§ **GIVEN DATA**
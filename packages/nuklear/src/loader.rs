//! Native library resolution.
//!
//! An explicitly configured library is loaded or resolution fails, with no
//! fallback. Otherwise windows asks the OS loader and then a couple of known
//! locations, and every other platform searches the filesystem for candidates,
//! probes each one's version out of process, and loads the newest acceptable
//! one.

use crate::{
    config::{
        LoaderConfig,
        ENV_LIBRARY,
        ENV_PROBE,
    },
    native::Nuklear,
    probe::{
        PROBE_EXE,
        find_probe,
        probe_version,
        select_library,
    },
    version::Version,
    search::{
        LIBRARY_EXTENSIONS,
        LIBRARY_NAME,
        find_candidates,
    },
};
use std::path::{
    Path,
    PathBuf,
};
use anyhow::{
    Result,
    Context,
    Error,
    anyhow,
    bail,
};
use libloading::Library;


pub const WINDOWS_DLL: &'static str = "nuklear.dll";


pub fn load(config: &LoaderConfig) -> Result<Nuklear> {
    if let Some(path) = &config.library {
        info!(path=%path.display(), "loading library named by {}", ENV_LIBRARY);
        return Nuklear::open(path, config.preview)
            .with_context(|| format!(
                "loading {} named by {}",
                path.display(),
                ENV_LIBRARY,
            ));
    }

    if cfg!(windows) {
        load_windows(config)
    } else {
        load_searched(config)
    }
}

fn load_searched(config: &LoaderConfig) -> Result<Nuklear> {
    load_from_dirs(config, &config.search_dirs())
}

fn load_from_dirs(config: &LoaderConfig, dirs: &[PathBuf]) -> Result<Nuklear> {
    let (path, version) = select_from_dirs(config, dirs)?;
    info!(path=%path.display(), %version, "selected library");
    Nuklear::open(&path, config.preview)
}

/// Find candidates in `dirs` and pick the newest acceptable one by probing.
fn select_from_dirs(config: &LoaderConfig, dirs: &[PathBuf]) -> Result<(PathBuf, Version)> {
    let candidates = find_candidates(dirs, LIBRARY_NAME, LIBRARY_EXTENSIONS)?;
    if candidates.is_empty() {
        bail!("no {} library found in {} search directories", LIBRARY_NAME, dirs.len());
    }
    debug!(count=candidates.len(), "found library candidates");

    let probe = find_probe(config)
        .ok_or_else(|| anyhow!(
            "found {} {} library candidates but no way to check their versions: \
            set {} to a {} executable, or call \
            nuklear::probe::serve_if_requested() first thing in main",
            candidates.len(),
            LIBRARY_NAME,
            ENV_PROBE,
            PROBE_EXE,
        ))?;
    debug!(probe=?probe, "using version probe");

    select_library(&candidates, config.min_version, |candidate| {
        probe_version(&probe, candidate, config.probe_timeout)
    })
        .ok_or_else(|| anyhow!(
            "none of {} candidates is a {} library of version {} or newer",
            candidates.len(),
            LIBRARY_NAME,
            config.min_version,
        ))
}

fn load_windows(config: &LoaderConfig) -> Result<Nuklear> {
    let mut failures: Vec<Error> = Vec::new();

    match Nuklear::open(Path::new(WINDOWS_DLL), config.preview) {
        Ok(nuklear) => return Ok(nuklear),
        Err(e) => failures.push(e),
    }

    match load_bundled_windows(config) {
        Ok(nuklear) => return Ok(nuklear),
        Err(e) => failures.push(e),
    }

    if let Some(prefix) = &config.prefix {
        let path = prefix.join("Library").join("bin").join(WINDOWS_DLL);
        match Nuklear::open(&path, config.preview) {
            Ok(nuklear) => return Ok(nuklear),
            Err(e) => failures.push(e),
        }
    }

    for e in &failures {
        debug!(error=%format!("{:#}", e), "windows load attempt failed");
    }
    bail!(
        "unable to load {}: {}",
        WINDOWS_DLL,
        failures.iter()
            .map(|e| format!("{:#}", e))
            .collect::<Vec<_>>()
            .join("; "),
    )
}

/// The bundled dll, with the MSVC runtime it was built against loaded first
/// if that is bundled too.
fn load_bundled_windows(config: &LoaderConfig) -> Result<Nuklear> {
    let runtime_name =
        if cfg!(target_pointer_width = "64") {
            "msvcr110.dll"
        } else {
            "msvcr100.dll"
        };
    let runtime_path = config.bin_dir.join(runtime_name);
    let runtime =
        if runtime_path.is_file() {
            let runtime = unsafe { Library::new(&runtime_path) }
                .with_context(|| format!("loading {}", runtime_path.display()))?;
            Some(runtime)
        } else {
            None
        };

    let nuklear = Nuklear::open(&config.bin_dir.join(WINDOWS_DLL), config.preview)?;
    Ok(nuklear.with_runtime(runtime))
}


#[cfg(test)]
use crate::search::scratch_dir;

/// Scratch dir holding `libs` (garbage contents) and a `probe.sh` answering
/// with the version `reply` gives for each candidate file name.
#[cfg(all(test, unix))]
fn scratch_install(label: &str, libs: &[&str], reply: &str) -> (PathBuf, LoaderConfig) {
    use std::os::unix::fs::PermissionsExt;

    let dir = scratch_dir(label);
    for lib in libs {
        std::fs::write(dir.join(lib), b"not a shared object").unwrap();
    }
    let probe = dir.join("probe.sh");
    let script = format!(
        "#!/bin/sh\nread path\ncase \"$(basename \"$path\")\" in\n{}\nesac\n",
        reply,
    );
    std::fs::write(&probe, script).unwrap();
    std::fs::set_permissions(&probe, std::fs::Permissions::from_mode(0o755)).unwrap();

    let mut config = LoaderConfig::default();
    config.probe = Some(probe);
    (dir, config)
}

#[test]
fn test_missing_override_fails_without_fallback() {
    let mut config = LoaderConfig::default();
    config.library = Some("/nonexistent/dir/libnuklear.so".into());
    let e = load(&config).unwrap_err();
    let message = format!("{:#}", e);
    assert!(message.contains(ENV_LIBRARY), "{}", message);
    assert!(message.contains("/nonexistent/dir/libnuklear.so"), "{}", message);
}

#[test]
fn test_invalid_override_fails() {
    let dir = scratch_dir("loader-invalid");
    let path = dir.join("libnuklear.so");
    std::fs::write(&path, b"definitely not a shared object").unwrap();

    let mut config = LoaderConfig::default();
    config.library = Some(path.clone());
    assert!(load(&config).is_err());

    std::fs::remove_dir_all(&dir).unwrap();
}

#[cfg(unix)]
#[test]
fn test_search_probe_and_select_end_to_end() {
    let (dir, config) = scratch_install(
        "loader-select",
        &["libnuklear.so", "libnuklear.so.4", "nuklear2.dylib", "libother.so"],
        concat!(
            "libnuklear.so.4) echo '{\"version\":[4,1,0]}';;\n",
            "libnuklear.so) echo '{\"version\":[3,0,0]}';;\n",
            "*) echo '{\"version\":[2,9,0]}';;",
        ),
    );

    let (path, version) = select_from_dirs(&config, &[dir.clone()]).unwrap();
    assert_eq!(path, dir.join("libnuklear.so.4").canonicalize().unwrap());
    assert_eq!(version, Version::new(4, 1, 0));

    // the selected file is then opened, which fails for this one
    let e = load_from_dirs(&config, &[dir.clone()]).unwrap_err();
    let message = format!("{:#}", e);
    assert!(message.contains("libnuklear.so.4"), "{}", message);

    std::fs::remove_dir_all(&dir).unwrap();
}

#[cfg(unix)]
#[test]
fn test_search_rejects_unversioned_candidates() {
    let (dir, config) = scratch_install(
        "loader-unversioned",
        &["libnuklear.so", "libnuklear.dylib"],
        "*) echo '{\"version\":null}';;",
    );

    let e = select_from_dirs(&config, &[dir.clone()]).unwrap_err();
    assert!(e.to_string().contains("none of 2 candidates"), "{}", e);

    std::fs::remove_dir_all(&dir).unwrap();
}

#[test]
fn test_search_without_candidates() {
    let dir = scratch_dir("loader-empty");
    let e = select_from_dirs(&LoaderConfig::default(), &[dir.clone()]).unwrap_err();
    assert!(e.to_string().starts_with("no nuklear library found"), "{}", e);
    std::fs::remove_dir_all(&dir).unwrap();
}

§ **ACTIVITY**
Print all of the lines above so that each one matches its original exactly.

§ **ANSWER SECTION**
filename packages/nuklear/src/loader.rs
//! Native library resolution.
//!
//! An explicitly configured library is loaded or resolution fails, with no
//! fallback. Otherwise windows asks the OS loader and then a couple of known
//! locations, and every other platform searches the filesystem for candidates,
//! probes each one's version out of process, and loads the newest acceptable
//! one.

use crate::{
    config::{
        LoaderConfig,
        ENV_LIBRARY,
        ENV_PROBE,
    },
    native::Nuklear,
    probe::{
        PROBE_EXE,
        find_probe,
        probe_version,
        select_library,
    },
    version::Version,
    search::{
        LIBRARY_EXTENSIONS,
        LIBRARY_NAME,
        find_candidates,
    },
};
use std::path::{
    Path,
    PathBuf,
};
use anyhow::{
    Result,
    Context,
    Error,
    anyhow,
    bail,
};
use libloading::Library;


pub const WINDOWS_DLL: &'static str = "nuklear.dll";


pub fn load(config: &LoaderConfig) -> Result<Nuklear> {
    if let Some(path) = &config.library {
        info!(path=%path.display(), "loading library named by {}", ENV_LIBRARY);
        return Nuklear::open(path, config.preview)
            .with_context(|| format!(
                "loading {} named by {}",
                path.display(),
                ENV_LIBRARY,
            ));
    }

    if cfg!(windows) {
        load_windows(config)
    } else {
        load_searched(config)
    }
}

fn load_searched(config: &LoaderConfig) -> Result<Nuklear> {
    load_from_dirs(config, &config.search_dirs())
}

fn load_from_dirs(config: &LoaderConfig, dirs: &[PathBuf]) -> Result<Nuklear> {
    let (path, version) = select_from_dirs(config, dirs)?;
    info!(path=%path.display(), %version, "selected library");
    Nuklear::open(&path, config.preview)
}

/// Find candidates in `dirs` and pick the newest acceptable one by probing.
fn select_from_dirs(config: &LoaderConfig, dirs: &[PathBuf]) -> Result<(PathBuf, Version)> {
    let candidates = find_candidates(dirs, LIBRARY_NAME, LIBRARY_EXTENSIONS)?;
    if candidates.is_empty() {
        bail!("no {} library found in {} search directories", LIBRARY_NAME, dirs.len());
    }
    debug!(count=candidates.len(), "found library candidates");

    let probe = find_probe(config)
        .ok_or_else(|| anyhow!(
            "found {} {} library candidates but no way to check their versions: \
            set {} to a {} executable, or call \
            nuklear::probe::serve_if_requested() first thing in main",
            candidates.len(),
            LIBRARY_NAME,
            ENV_PROBE,
            PROBE_EXE,
        ))?;
    debug!(probe=?probe, "using version probe");

    select_library(&candidates, config.min_version, |candidate| {
        probe_version(&probe, candidate, config.probe_timeout)
    })
        .ok_or_else(|| anyhow!(
            "none of {} candidates is a {} library of version {} or newer",
            candidates.len(),
            LIBRARY_NAME,
            config.min_version,
        ))
}

fn load_windows(config: &LoaderConfig) -> Result<Nuklear> {
    let mut failures: Vec<Error> = Vec::new();

    match Nuklear::open(Path::new(WINDOWS_DLL), config.preview) {
        Ok(nuklear) => return Ok(nuklear),
        Err(e) => failures.push(e),
    }

    match load_bundled_windows(config) {
        Ok(nuklear) => return Ok(nuklear),
        Err(e) => failures.push(e),
    }

    if let Some(prefix) = &config.prefix {
        let path = prefix.join("Library").join("bin").join(WINDOWS_DLL);
        match Nuklear::open(&path, config.preview) {
            Ok(nuklear) => return Ok(nuklear),
            Err(e) => failures.push(e),
        }
    }

    for e in &failures {
        debug!(error=%format!("{:#}", e), "windows load attempt failed");
    }
    bail!(
        "unable to load {}: {}",
        WINDOWS_DLL,
        failures.iter()
            .map(|e| format!("{:#}", e))
            .collect::<Vec<_>>()
            .join("; "),
    )
}

/// The bundled dll, with the MSVC runtime it was built against loaded first
/// if that is bundled too.
fn load_bundled_windows(config: &LoaderConfig) -> Result<Nuklear> {
    let runtime_name =
        if cfg!(target_pointer_width = "64") {
            "msvcr110.dll"
        } else {
            "msvcr100.dll"
        };
    let runtime_path = config.bin_dir.join(runtime_name);
    let runtime =
        if runtime_path.is_file() {
            let runtime = unsafe { Library::new(&runtime_path) }
                .with_context(|| format!("loading {}", runtime_path.display()))?;
            Some(runtime)
        } else {
            None
        };

    let nuklear = Nuklear::open(&config.bin_dir.join(WINDOWS_DLL), config.preview)?;
    Ok(nuklear.with_runtime(runtime))
}


#[cfg(test)]
use crate::search::scratch_dir;

/// Scratch dir holding `libs` (garbage contents) and a `probe.sh` answering
/// with the version `reply` gives for each candidate file name.
#[cfg(all(test, unix))]
fn scratch_install(label: &str, libs: &[&str], reply: &str) -> (PathBuf, LoaderConfig) {
    use std::os::unix::fs::PermissionsExt;

    let dir = scratch_dir(label);
    for lib in libs {
        std::fs::write(dir.join(lib), b"not a shared object").unwrap();
    }
    let probe = dir.join("probe.sh");
    let script = format!(
        "#!/bin/sh\nread path\ncase \"$(basename \"$path\")\" in\n{}\nesac\n",
        reply,
    );
    std::fs::write(&probe, script).unwrap();
    std::fs::set_permissions(&probe, std::fs::Permissions::from_mode(0o755)).unwrap();

    let mut config = LoaderConfig::default();
    config.probe = Some(probe);
    (dir, config)
}

#[test]
fn test_missing_override_fails_without_fallback() {
    let mut config = LoaderConfig::default();
    config.library = Some("/nonexistent/dir/libnuklear.so".into());
    let e = load(&config).unwrap_err();
    let message = format!("{:#}", e);
    assert!(message.contains(ENV_LIBRARY), "{}", message);
    assert!(message.contains("/nonexistent/dir/libnuklear.so"), "{}", message);
}

#[test]
fn test_invalid_override_fails() {
    let dir = scratch_dir("loader-invalid");
    let path = dir.join("libnuklear.so");
    std::fs::write(&path, b"definitely not a shared object").unwrap();

    let mut config = LoaderConfig::default();
    config.library = Some(path.clone());
    assert!(load(&config).is_err());

    std::fs::remove_dir_all(&dir).unwrap();
}

#[cfg(unix)]
#[test]
fn test_search_probe_and_select_end_to_end() {
    let (dir, config) = scratch_install(
        "loader-select",
        &["libnuklear.so", "libnuklear.so.4", "nuklear2.dylib", "libother.so"],
        concat!(
            "libnuklear.so.4) echo '{\"version\":[4,1,0]}';;\n",
            "libnuklear.so) echo '{\"version\":[3,0,0]}';;\n",
            "*) echo '{\"version\":[2,9,0]}';;",
        ),
    );

    let (path, version) = select_from_dirs(&config, &[dir.clone()]).unwrap();
    assert_eq!(path, dir.join("libnuklear.so.4").canonicalize().unwrap());
    assert_eq!(version, Version::new(4, 1, 0));

    // the selected file is then opened, which fails for this one
    let e = load_from_dirs(&config, &[dir.clone()]).unwrap_err();
    let message = format!("{:#}", e);
    assert!(message.contains("libnuklear.so.4"), "{}", message);

    std::fs::remove_dir_all(&dir).unwrap();
}

#[cfg(unix)]
#[test]
fn test_search_rejects_unversioned_candidates() {
    let (dir, config) = scratch_install(
        "loader-unversioned",
        &["libnuklear.so", "libnuklear.dylib"],
        "*) echo '{\"version\":null}';;",
    );

    let e = select_from_dirs(&config, &[dir.clone()]).unwrap_err();
    assert!(e.to_string().contains("none of 2 candidates"), "{}", e);

    std::fs::remove_dir_all(&dir).unwrap();
}

#[test]
fn test_search_without_candidates() {
    let dir = scratch_dir("loader-empty");
    let e = select_from_dirs(&LoaderConfig::default(), &[dir.clone()]).unwrap_err();
    assert!(e.to_string().starts_with("no nuklear library found"), "{}", e);
    std::fs::remove_dir_all(&dir).unwrap();
}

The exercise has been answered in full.